- **Exercise brief**: In the data below, find each line carrying the string "jpeg" and copy it out.

Content starts

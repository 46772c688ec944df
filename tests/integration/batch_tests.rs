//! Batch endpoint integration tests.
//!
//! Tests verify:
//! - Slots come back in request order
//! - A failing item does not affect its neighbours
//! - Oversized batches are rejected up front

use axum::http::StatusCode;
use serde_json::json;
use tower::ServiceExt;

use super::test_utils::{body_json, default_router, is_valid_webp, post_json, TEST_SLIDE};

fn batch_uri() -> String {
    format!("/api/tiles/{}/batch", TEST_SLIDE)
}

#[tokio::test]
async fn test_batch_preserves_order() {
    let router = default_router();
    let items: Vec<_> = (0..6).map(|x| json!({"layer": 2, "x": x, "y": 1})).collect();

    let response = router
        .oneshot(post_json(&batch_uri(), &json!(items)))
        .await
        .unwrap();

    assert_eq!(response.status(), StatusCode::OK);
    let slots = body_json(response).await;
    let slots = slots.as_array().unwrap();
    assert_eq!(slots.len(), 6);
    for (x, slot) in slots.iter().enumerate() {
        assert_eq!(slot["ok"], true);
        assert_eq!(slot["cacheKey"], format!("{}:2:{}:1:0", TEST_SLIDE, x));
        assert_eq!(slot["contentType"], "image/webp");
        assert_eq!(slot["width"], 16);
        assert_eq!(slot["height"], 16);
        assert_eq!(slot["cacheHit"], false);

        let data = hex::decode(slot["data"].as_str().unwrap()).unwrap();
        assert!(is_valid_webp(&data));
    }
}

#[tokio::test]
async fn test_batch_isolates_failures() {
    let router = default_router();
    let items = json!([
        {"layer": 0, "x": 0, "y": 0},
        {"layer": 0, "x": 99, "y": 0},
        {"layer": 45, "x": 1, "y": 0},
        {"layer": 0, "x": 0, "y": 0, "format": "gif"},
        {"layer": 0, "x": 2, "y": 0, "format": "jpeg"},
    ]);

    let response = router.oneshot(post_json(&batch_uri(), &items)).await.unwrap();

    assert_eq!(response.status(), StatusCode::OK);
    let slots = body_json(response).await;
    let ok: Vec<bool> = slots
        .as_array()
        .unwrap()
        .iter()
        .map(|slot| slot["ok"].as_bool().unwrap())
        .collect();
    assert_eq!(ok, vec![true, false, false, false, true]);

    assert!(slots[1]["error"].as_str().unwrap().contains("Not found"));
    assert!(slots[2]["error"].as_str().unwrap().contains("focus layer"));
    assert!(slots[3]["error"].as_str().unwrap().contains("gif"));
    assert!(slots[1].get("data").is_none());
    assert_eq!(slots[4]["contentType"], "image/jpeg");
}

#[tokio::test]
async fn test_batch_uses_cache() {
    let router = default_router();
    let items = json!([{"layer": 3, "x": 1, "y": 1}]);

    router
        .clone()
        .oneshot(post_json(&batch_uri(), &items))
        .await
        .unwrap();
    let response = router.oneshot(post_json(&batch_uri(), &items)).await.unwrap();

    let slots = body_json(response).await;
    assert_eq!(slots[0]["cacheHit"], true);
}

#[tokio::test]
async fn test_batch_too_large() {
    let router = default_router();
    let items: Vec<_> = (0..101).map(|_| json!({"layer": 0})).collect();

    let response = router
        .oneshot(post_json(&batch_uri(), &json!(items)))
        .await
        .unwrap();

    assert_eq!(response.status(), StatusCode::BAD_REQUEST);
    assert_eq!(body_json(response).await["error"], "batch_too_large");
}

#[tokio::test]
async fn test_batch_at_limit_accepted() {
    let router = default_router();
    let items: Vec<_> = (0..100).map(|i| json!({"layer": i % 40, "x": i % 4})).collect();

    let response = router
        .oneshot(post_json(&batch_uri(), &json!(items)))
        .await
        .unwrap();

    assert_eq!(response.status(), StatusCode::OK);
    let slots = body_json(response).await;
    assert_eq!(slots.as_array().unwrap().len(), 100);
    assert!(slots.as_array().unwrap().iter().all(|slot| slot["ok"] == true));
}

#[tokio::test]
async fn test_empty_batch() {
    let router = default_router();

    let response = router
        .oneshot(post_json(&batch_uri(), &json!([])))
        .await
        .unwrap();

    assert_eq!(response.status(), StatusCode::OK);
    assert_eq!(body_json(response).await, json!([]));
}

Content ends

- **Solution to this problem**:
        {"layer": 0, "x": 2, "y": 0, "format": "jpeg"},
    assert_eq!(slots[4]["contentType"], "image/jpeg");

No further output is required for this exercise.